Samizdata, derived from Samizdat /n. - a system of clandestine publication of banned literature in the USSR [Russ.,= self-publishing house]

Samizdata quote of the day

It’s hard to escape the conclusion that Emma Jay grossly misled Delingpole as to the nature of the programme.

It does occur to me though that in the internet age, this kind of thing, while remaining possible, will be hard to sustain in the long run. Anyone who is ever approached by Ms Jay can immediately put her name into Google and discover that she cannot be taken at her word. In the internet age a TV producer or journalist stands or falls on their integrity.

Emma Jay’s looks to be gone, as does that of Rupert Murray, the guy who dissembled his way into Monckton’s confidence. I wonder what these question marks over their trustworthiness will do for their career prospects.

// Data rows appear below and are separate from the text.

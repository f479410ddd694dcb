//! Engine configuration.
//!
//! Stored as TOML. Every section is optional; a missing section or field takes
//! its default, so an empty file is a valid config.
//!
//! ```toml
//! master_seed = 42
//! parallel = true
//!
//! [indicators]
//! sma_periods = [20, 50]
//! rsi_period = 14
//!
//! [classifier.rsi]
//! rule = "thresholds"
//! overbought = 70.0
//! oversold = 30.0
//!
//! [ensemble]
//! degenerate_weights = "reject"
//!
//! [[profiles]]
//! name = "fast_reacting"
//! model_type = "lstm"
//! volatility_window = 20
//! volatility_multiplier = 2.0
//! confidence = { min = 0.55, max = 0.85 }
//! noise = 0.35
//! neutral_band = 0.002
//! bias = { kind = "momentum", window = 5 }
//! ```

use serde::{Deserialize, Serialize};
use std::collections::BTreeSet;
use std::path::{Path, PathBuf};
use thiserror::Error;

use crate::classifier::ClassifierPolicy;
use crate::ensemble::DegeneratePolicy;
use crate::indicators::macd::{MACD_FAST, MACD_SIGNAL, MACD_SLOW};
use crate::predictor::{Profile, ProfileSpec};

/// Seed used when none is configured.
pub const DEFAULT_MASTER_SEED: u64 = 42;

#[derive(Debug, Error)]
pub enum ConfigError {
    #[error("read config {path}: {source}")]
    Read {
        path: PathBuf,
        #[source]
        source: std::io::Error,
    },

    #[error("parse config TOML: {0}")]
    Parse(#[from] toml::de::Error),

    #[error("serialize config: {0}")]
    Serialize(#[from] toml::ser::Error),

    #[error("invalid config: {}", .0.join("; "))]
    Invalid(Vec<String>),
}

#[derive(Debug, Clone, Copy, PartialEq, Serialize, Deserialize)]
#[serde(default)]
pub struct MacdParams {
    pub fast: usize,
    pub slow: usize,
    pub signal: usize,
}

impl Default for MacdParams {
    fn default() -> Self {
        Self {
            fast: MACD_FAST,
            slow: MACD_SLOW,
            signal: MACD_SIGNAL,
        }
    }
}

#[derive(Debug, Clone, Copy, PartialEq, Serialize, Deserialize)]
#[serde(default)]
pub struct BollingerParams {
    pub period: usize,
    pub multiplier: f64,
}

impl Default for BollingerParams {
    fn default() -> Self {
        Self {
            period: 20,
            multiplier: 2.0,
        }
    }
}

/// Which indicators the snapshot computes, and with what parameters.
#[derive(Debug, Clone, PartialEq, Serialize, Deserialize)]
#[serde(default)]
pub struct IndicatorConfig {
    pub sma_periods: Vec<usize>,
    pub ema_periods: Vec<usize>,
    pub vwma_periods: Vec<usize>,
    pub rsi_period: usize,
    pub macd: MacdParams,
    pub bollinger: BollingerParams,
}

impl Default for IndicatorConfig {
    fn default() -> Self {
        Self {
            sma_periods: vec![20, 50],
            ema_periods: vec![12, 26],
            vwma_periods: vec![20],
            rsi_period: 14,
            macd: MacdParams::default(),
            bollinger: BollingerParams::default(),
        }
    }
}

impl IndicatorConfig {
    fn problems(&self) -> Vec<String> {
        let mut problems = Vec::new();
        let lists = [
            ("sma_periods", &self.sma_periods),
            ("ema_periods", &self.ema_periods),
            ("vwma_periods", &self.vwma_periods),
        ];
        for (field, periods) in lists {
            if periods.contains(&0) {
                problems.push(format!("indicators.{field}: periods must be >= 1"));
            }
        }
        if self.rsi_period == 0 {
            problems.push("indicators.rsi_period must be >= 1".into());
        }
        let macd = &self.macd;
        if macd.fast == 0 || macd.slow == 0 || macd.signal == 0 {
            problems.push("indicators.macd: periods must be >= 1".into());
        }
        if self.bollinger.period == 0 {
            problems.push("indicators.bollinger.period must be >= 1".into());
        }
        if !(self.bollinger.multiplier.is_finite() && self.bollinger.multiplier >= 0.0) {
            problems.push("indicators.bollinger.multiplier must be finite and >= 0".into());
        }
        problems
    }
}

#[derive(Debug, Clone, Copy, PartialEq, Default, Serialize, Deserialize)]
#[serde(default)]
pub struct EnsembleConfig {
    pub degenerate_weights: DegeneratePolicy,
}

/// Top-level configuration for an `Analyzer`.
#[derive(Debug, Clone, PartialEq, Serialize, Deserialize)]
#[serde(default)]
pub struct EngineConfig {
    /// Root of every per-ticker, per-profile random stream.
    pub master_seed: u64,
    /// Evaluate profiles on the rayon pool instead of one after another.
    pub parallel: bool,
    pub indicators: IndicatorConfig,
    pub classifier: ClassifierPolicy,
    pub ensemble: EnsembleConfig,
    pub profiles: Vec<ProfileSpec>,
}

impl Default for EngineConfig {
    fn default() -> Self {
        Self {
            master_seed: DEFAULT_MASTER_SEED,
            parallel: true,
            indicators: IndicatorConfig::default(),
            classifier: ClassifierPolicy::default(),
            ensemble: EnsembleConfig::default(),
            profiles: Profile::ALL.iter().map(Profile::spec).collect(),
        }
    }
}

impl EngineConfig {
    /// Load and validate a config from a TOML file.
    pub fn from_file(path: &Path) -> Result<Self, ConfigError> {
        let content = std::fs::read_to_string(path).map_err(|source| ConfigError::Read {
            path: path.to_path_buf(),
            source,
        })?;
        Self::from_toml(&content)
    }

    /// Parse and validate a config from a TOML string.
    pub fn from_toml(content: &str) -> Result<Self, ConfigError> {
        let config: Self = toml::from_str(content)?;
        config.validate()?;
        Ok(config)
    }

    pub fn to_toml(&self) -> Result<String, ConfigError> {
        Ok(toml::to_string_pretty(self)?)
    }

    /// Keep only the profiles whose names appear in `names`, in config order.
    pub fn retain_profiles(&mut self, names: &[String]) {
        self.profiles.retain(|p| names.iter().any(|n| *n == p.name));
    }

    pub fn validate(&self) -> Result<(), ConfigError> {
        let mut problems = self.indicators.problems();

        if self.profiles.is_empty() {
            problems.push("at least one profile is required".into());
        }
        let mut names = BTreeSet::new();
        let mut model_types = BTreeSet::new();
        for profile in &self.profiles {
            if !names.insert(profile.name.as_str()) {
                problems.push(format!("duplicate profile name '{}'", profile.name));
            }
            // model_type keys the profile's random stream
            if !model_types.insert(profile.model_type.as_str()) {
                problems.push(format!("duplicate model_type '{}'", profile.model_type));
            }
            problems.extend(profile.problems());
        }

        if let crate::classifier::RsiRule::Thresholds {
            overbought,
            oversold,
        } = self.classifier.rsi
        {
            if !(oversold < overbought) {
                problems.push("classifier.rsi: oversold must be below overbought".into());
            }
        }

        if problems.is_empty() {
            Ok(())
        } else {
            Err(ConfigError::Invalid(problems))
        }
    }
}

#[cfg(test)]
mod tests {
    use super::*;
    use crate::classifier::{MovingAverageRule, RsiRule};
    use crate::predictor::DirectionalBias;

    #[test]
    fn empty_toml_is_default() {
        let config = EngineConfig::from_toml("").unwrap();
        assert_eq!(config, EngineConfig::default());
        assert_eq!(config.profiles.len(), 3);
        assert_eq!(config.master_seed, DEFAULT_MASTER_SEED);
    }

    #[test]
    fn toml_roundtrip() {
        let config = EngineConfig::default();
        let text = config.to_toml().unwrap();
        let parsed = EngineConfig::from_toml(&text).unwrap();
        assert_eq!(parsed, config);
    }

    #[test]
    fn partial_sections_fill_defaults() {
        let text = r#"
master_seed = 7
parallel = false

[indicators]
sma_periods = [10]

[classifier.moving_average]
rule = "slow_ma_momentum"
slow_period = 50

[classifier.rsi]
rule = "thresholds"
overbought = 70.0
oversold = 30.0

[ensemble]
degenerate_weights = "reject"
"#;
        let config = EngineConfig::from_toml(text).unwrap();
        assert_eq!(config.master_seed, 7);
        assert!(!config.parallel);
        assert_eq!(config.indicators.sma_periods, vec![10]);
        assert_eq!(config.indicators.ema_periods, vec![12, 26]);
        assert_eq!(config.indicators.rsi_period, 14);
        assert_eq!(
            config.classifier.moving_average,
            MovingAverageRule::SlowMaMomentum { slow_period: 50 }
        );
        assert_eq!(
            config.classifier.rsi,
            RsiRule::Thresholds {
                overbought: 70.0,
                oversold: 30.0
            }
        );
        assert_eq!(config.ensemble.degenerate_weights, DegeneratePolicy::Reject);
        assert_eq!(config.profiles.len(), 3);
    }

    #[test]
    fn custom_profiles_replace_builtins() {
        let text = r#"
[[profiles]]
name = "quick"
model_type = "gru"
volatility_window = 10
volatility_multiplier = 1.5
confidence = { min = 0.4, max = 0.9 }
noise = 0.0
neutral_band = 0.001
bias = { kind = "momentum", window = 3 }
"#;
        let config = EngineConfig::from_toml(text).unwrap();
        assert_eq!(config.profiles.len(), 1);
        let profile = &config.profiles[0];
        assert_eq!(profile.model_type, "gru");
        assert_eq!(profile.bias, DirectionalBias::Momentum { window: 3 });
    }

    #[test]
    fn invalid_values_are_collected() {
        let text = r#"
[indicators]
sma_periods = [0, 20]
rsi_period = 0

[classifier.rsi]
rule = "thresholds"
overbought = 30.0
oversold = 70.0
"#;
        let err = EngineConfig::from_toml(text).unwrap_err();
        match err {
            ConfigError::Invalid(problems) => {
                assert_eq!(problems.len(), 3, "{problems:?}");
                assert!(problems.iter().any(|p| p.contains("sma_periods")));
            }
            other => panic!("expected Invalid, got {other:?}"),
        }
    }

    #[test]
    fn duplicate_and_empty_profiles_rejected() {
        let mut config = EngineConfig::default();
        config.profiles.push(Profile::FastReacting.spec());
        assert!(matches!(config.validate(), Err(ConfigError::Invalid(_))));

        config.profiles.clear();
        assert!(matches!(config.validate(), Err(ConfigError::Invalid(_))));
    }

    #[test]
    fn retain_profiles_by_name() {
        let mut config = EngineConfig::default();
        config.retain_profiles(&["statistical".to_string(), "fast_reacting".to_string()]);
        let names: Vec<&str> = config.profiles.iter().map(|p| p.name.as_str()).collect();
        assert_eq!(names, vec!["fast_reacting", "statistical"]);
    }

    #[test]
    fn malformed_toml_is_parse_error() {
        assert!(matches!(
            EngineConfig::from_toml("master_seed = \"abc\""),
            Err(ConfigError::Parse(_))
        ));
    }

    #[test]
    fn missing_file_is_read_error() {
        let err = EngineConfig::from_file(Path::new("/nonexistent/quorum.toml")).unwrap_err();
        assert!(matches!(err, ConfigError::Read { .. }));
    }
}
use std::path::PathBuf;

use directories::ProjectDirs;
use time::UtcOffset;
use tracing::warn;

use crate::error::TrackerError;
use crate::store::DEFAULT_KEY;

pub const DEFAULT_CURRENCY: &str = "₹";

#[derive(Debug, Clone)]
pub struct Config {
    /// Directory the transaction file lives in.
    pub data_dir: PathBuf,
    pub storage_key: String,
    /// Display symbol prefixed to every amount.
    pub currency_symbol: String,
    pub utc_offset: UtcOffset,
}

impl Config {
    /// Fills in anything not given explicitly from the platform defaults.
    pub fn resolve(
        data_dir: Option<PathBuf>,
        currency_symbol: Option<String>,
    ) -> Result<Self, TrackerError> {
        let data_dir = match data_dir {
            Some(dir) => dir,
            None => default_data_dir()?,
        };

        Ok(Self {
            data_dir,
            storage_key: DEFAULT_KEY.to_string(),
            currency_symbol: currency_symbol.unwrap_or_else(|| DEFAULT_CURRENCY.to_string()),
            utc_offset: local_offset(),
        })
    }
}

pub fn default_data_dir() -> Result<PathBuf, TrackerError> {
    let project_dir =
        ProjectDirs::from("", "", "expense-tracker").ok_or(TrackerError::DataDir)?;
    Ok(project_dir.data_dir().to_path_buf())
}

/// The local UTC offset, or UTC when it cannot be determined.
pub fn local_offset() -> UtcOffset {
    UtcOffset::current_local_offset().unwrap_or_else(|err| {
        warn!("Unable to determine local UTC offset, using UTC: {err}");
        UtcOffset::UTC
    })
}
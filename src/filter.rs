use crate::error::TrackerError;
use crate::transaction::{Transaction, TransactionKind};

/// Value a filter control uses for "no constraint".
pub const ALL: &str = "all";

#[derive(Debug, Clone, Default, PartialEq, Eq)]
pub struct TransactionFilter {
    pub kind: Option<TransactionKind>,
    pub payment_method: Option<String>,
}

impl TransactionFilter {
    /// Builds a filter from the raw values of the type and payment controls.
    pub fn from_controls(kind: &str, payment_method: &str) -> Result<Self, TrackerError> {
        let kind = if is_all(kind) {
            None
        } else {
            Some(kind.parse()?)
        };
        let payment_method = if is_all(payment_method) {
            None
        } else {
            Some(payment_method.to_string())
        };

        Ok(Self {
            kind,
            payment_method,
        })
    }

    pub fn kind(kind: TransactionKind) -> Self {
        Self {
            kind: Some(kind),
            ..Self::default()
        }
    }

    pub fn payment_method(method: impl Into<String>) -> Self {
        Self {
            payment_method: Some(method.into()),
            ..Self::default()
        }
    }

    pub fn is_empty(&self) -> bool {
        self.kind.is_none() && self.payment_method.is_none()
    }

    pub fn matches(&self, tx: &Transaction) -> bool {
        if let Some(kind) = self.kind
            && tx.kind != kind
        {
            return false;
        }

        match &self.payment_method {
            Some(method) => tx.payment_method == *method,
            None => true,
        }
    }
}

fn is_all(value: &str) -> bool {
    let value = value.trim();
    value.is_empty() || value.eq_ignore_ascii_case(ALL)
}
//! Event handlers connecting input sources to the store.
//!
//! Front ends turn user actions into [`Event`]s and render the [`View`]
//! returned for each one. Nothing here knows how the view is displayed.

use time::UtcOffset;
use tracing::{info, warn};

use crate::error::TrackerError;
use crate::filter::TransactionFilter;
use crate::storage::Storage;
use crate::store::TransactionStore;
use crate::summary::Summary;
use crate::transaction::{Transaction, TransactionForm, TransactionId};

#[derive(Debug, Clone)]
pub enum Event {
    /// The entry form was submitted.
    Submit(TransactionForm),
    /// A deletion was requested and confirmed.
    Delete(TransactionId),
    FilterChanged(TransactionFilter),
    ClearFilters,
}

/// What a render sink needs after an event: the filtered list and totals.
#[derive(Debug, Clone, PartialEq)]
pub struct View {
    pub transactions: Vec<Transaction>,
    pub summary: Summary,
    /// Set when the change was applied in memory but could not be saved.
    pub warning: Option<String>,
    /// The transaction affected by the event, if any.
    pub affected: Option<TransactionId>,
}

pub struct Tracker<S> {
    store: TransactionStore<S>,
    filter: TransactionFilter,
    offset: UtcOffset,
}

impl<S: Storage> Tracker<S> {
    /// `offset` is the local UTC offset used to timestamp new entries.
    pub fn new(store: TransactionStore<S>, offset: UtcOffset) -> Self {
        Self {
            store,
            filter: TransactionFilter::default(),
            offset,
        }
    }

    /// Applies `event` and returns the recomputed view.
    ///
    /// # Errors
    /// Returns the validation error for a rejected form submission. Failing
    /// to persist is reported through [`View::warning`] instead.
    pub fn handle(&mut self, event: Event) -> Result<View, TrackerError> {
        let mut warning = None;
        let mut affected = None;

        match event {
            Event::Submit(form) => {
                let tx = form.into_transaction(self.store.next_id(), self.offset)?;
                let id = tx.id;
                info!("Recording {} of {} ({})", tx.kind, tx.amount, tx.description);
                warning = self.store.add(tx).err().map(|err| err.to_string());
                affected = Some(id);
            }
            Event::Delete(id) => match self.store.remove(id) {
                Ok(true) => affected = Some(id),
                Ok(false) => warn!("Delete requested for unknown transaction {id}"),
                Err(err) => {
                    warning = Some(err.to_string());
                    affected = Some(id);
                }
            },
            Event::FilterChanged(filter) => self.filter = filter,
            Event::ClearFilters => self.filter = TransactionFilter::default(),
        }

        let mut view = self.view();
        view.warning = warning;
        view.affected = affected;
        Ok(view)
    }

    pub fn view(&self) -> View {
        View {
            transactions: self.store.list(&self.filter).into_iter().cloned().collect(),
            summary: self.store.summary(),
            warning: None,
            affected: None,
        }
    }

    pub fn filter(&self) -> &TransactionFilter {
        &self.filter
    }

    pub fn store(&self) -> &TransactionStore<S> {
        &self.store
    }

    pub fn store_mut(&mut self) -> &mut TransactionStore<S> {
        &mut self.store
    }
}
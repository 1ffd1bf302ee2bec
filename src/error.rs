use std::path::PathBuf;

use thiserror::Error;

#[derive(Debug, Error)]
pub enum TrackerError {
    #[error("invalid amount {0:?}: expected a non-negative number no larger than 10^15")]
    InvalidAmount(String),

    #[error("invalid transaction type {0:?}: expected \"income\" or \"expense\"")]
    InvalidKind(String),

    #[error("invalid date {0:?}: expected YYYY-MM-DD")]
    InvalidDate(String),

    #[error("invalid time {0:?}: expected HH:MM")]
    InvalidTime(String),

    #[error("stored transactions are malformed: {0}")]
    MalformedData(#[source] serde_json::Error),

    #[error("could not save transactions to {0:?}: {1}")]
    Persist(PathBuf, #[source] std::io::Error),

    #[error("unable to locate the user data directory")]
    DataDir,

    #[error("could not format date: {0}")]
    Format(#[from] time::error::Format),

    #[error("json error: {0}")]
    Json(#[from] serde_json::Error),

    #[error("csv error: {0}")]
    Csv(#[from] csv::Error),

    #[error("io error: {0}")]
    Io(#[from] std::io::Error),
}
use std::fmt;
use std::str::FromStr;

use rust_decimal::prelude::ToPrimitive;
use rust_decimal::{Decimal, dec};
use serde::{Deserialize, Serialize};
use time::macros::format_description;
use time::{Date, PrimitiveDateTime, Time, UtcOffset};

use crate::error::TrackerError;

/// Epoch milliseconds of the instant the transaction was created.
pub type TransactionId = i64;

time::serde::format_description!(iso_date, Date, "[year]-[month]-[day]");
time::serde::format_description!(hh_mm, Time, "[hour]:[minute]");

#[derive(Debug, Serialize, Deserialize, Clone, Copy, PartialEq, Eq, Hash)]
#[serde(rename_all = "lowercase")]
pub enum TransactionKind {
    Income,
    Expense,
}

impl FromStr for TransactionKind {
    type Err = TrackerError;

    fn from_str(s: &str) -> Result<Self, Self::Err> {
        match s.trim().to_ascii_lowercase().as_str() {
            "income" => Ok(Self::Income),
            "expense" => Ok(Self::Expense),
            _ => Err(TrackerError::InvalidKind(s.to_string())),
        }
    }
}

impl fmt::Display for TransactionKind {
    fn fmt(&self, f: &mut fmt::Formatter<'_>) -> fmt::Result {
        f.write_str(match self {
            Self::Income => "income",
            Self::Expense => "expense",
        })
    }
}

/// A single income or expense entry, in the shape it is persisted.
#[derive(Debug, Serialize, Deserialize, Clone, PartialEq)]
#[serde(rename_all = "camelCase")]
pub struct Transaction {
    pub id: TransactionId,
    #[serde(rename = "type")]
    pub kind: TransactionKind,
    #[serde(with = "rust_decimal::serde::float")]
    pub amount: Decimal,
    pub description: String,
    pub payment_method: String,
    pub category: String,
    #[serde(with = "iso_date")]
    pub date: Date,
    #[serde(with = "hh_mm")]
    pub time: Time,
    /// Only used for ordering. Fixed when the transaction is created.
    pub timestamp: i64,
}

/// Epoch milliseconds of `date` at `time` in the given offset.
pub fn timestamp_millis(date: Date, time: Time, offset: UtcOffset) -> i64 {
    PrimitiveDateTime::new(date, time)
        .assume_offset(offset)
        .unix_timestamp()
        * 1000
}

/// Raw field values as submitted by an entry form.
#[derive(Debug, Clone, Default)]
pub struct TransactionForm {
    pub kind: String,
    pub amount: String,
    pub description: String,
    pub payment_method: String,
    pub category: String,
    pub date: String,
    pub time: String,
}

impl TransactionForm {
    /// Validates the form and builds the transaction it describes.
    ///
    /// Nothing is stored on failure; the error names the offending field.
    pub fn into_transaction(
        self,
        id: TransactionId,
        offset: UtcOffset,
    ) -> Result<Transaction, TrackerError> {
        let kind = self.kind.parse()?;
        let amount = parse_amount(&self.amount)?;
        let date = parse_date(&self.date)?;
        let time = parse_time(&self.time)?;

        Ok(Transaction {
            id,
            kind,
            amount,
            description: self.description.trim().to_string(),
            payment_method: self.payment_method.trim().to_string(),
            category: self.category.trim().to_string(),
            date,
            time,
            timestamp: timestamp_millis(date, time, offset),
        })
    }
}

/// Largest amount a form may submit. Amounts are stored as JSON numbers,
/// so larger values would not read back unchanged.
pub const MAX_AMOUNT: Decimal = dec!(1000000000000000);

pub fn parse_amount(raw: &str) -> Result<Decimal, TrackerError> {
    let trimmed = raw.trim();
    let amount = Decimal::from_str(trimmed)
        .or_else(|_| Decimal::from_scientific(trimmed))
        .map_err(|_| TrackerError::InvalidAmount(raw.to_string()))?;

    if (amount.is_sign_negative() && !amount.is_zero()) || amount > MAX_AMOUNT {
        return Err(TrackerError::InvalidAmount(raw.to_string()));
    }

    stored_amount(amount).ok_or_else(|| TrackerError::InvalidAmount(raw.to_string()))
}

/// The value `amount` settles on once written as a JSON float and read back,
/// so that saving and reloading gives the same record.
fn stored_amount(amount: Decimal) -> Option<Decimal> {
    let mut current = amount;
    for _ in 0..8 {
        let float = current.to_f64()?;
        let reread = Decimal::from_str(&float.to_string()).ok()?;
        if reread == current {
            return Some(current);
        }
        current = reread;
    }
    None
}

pub fn parse_date(raw: &str) -> Result<Date, TrackerError> {
    Date::parse(raw.trim(), format_description!("[year]-[month]-[day]"))
        .map_err(|_| TrackerError::InvalidDate(raw.to_string()))
}

pub fn parse_time(raw: &str) -> Result<Time, TrackerError> {
    Time::parse(raw.trim(), format_description!("[hour]:[minute]"))
        .map_err(|_| TrackerError::InvalidTime(raw.to_string()))
}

– Bishop Hill, in a posting entitled Integrity in the internet age reflects on the lack of integrity that was involved in the making of two recent BBC attempts to drive a stake into the climate sceptics. The thing about Bishop Hill is that he does not make such judgements lightly. He does not indulge in thoughtless abuse, and constantly posts little homilies discouraging it among his commenters. If he says you lack integrity, the chances are, overwhelmingly, that you do.

Presumably, many will want to defend these deceptions as being beneficial in the same way as has been claimed on behalf of whoever it was who revealed all those Climategate emails. But the fact remains that if you are dealing with either of the two above mentioned people, you should not trust them to tell you the truth about what sort of progamme they are really making. Their cover is now, as Bishop Hill says, blown.

34 comments to Samizdata quote of the day

  • Frank S

    Too right. There is an intellectual and moral decadence about the BBC that is sad to see, and which I suppose the insiders there are quite blind to.

  • I wonder why, in this age, with the history of the BBC, Jay and Murray had any credibility to squander.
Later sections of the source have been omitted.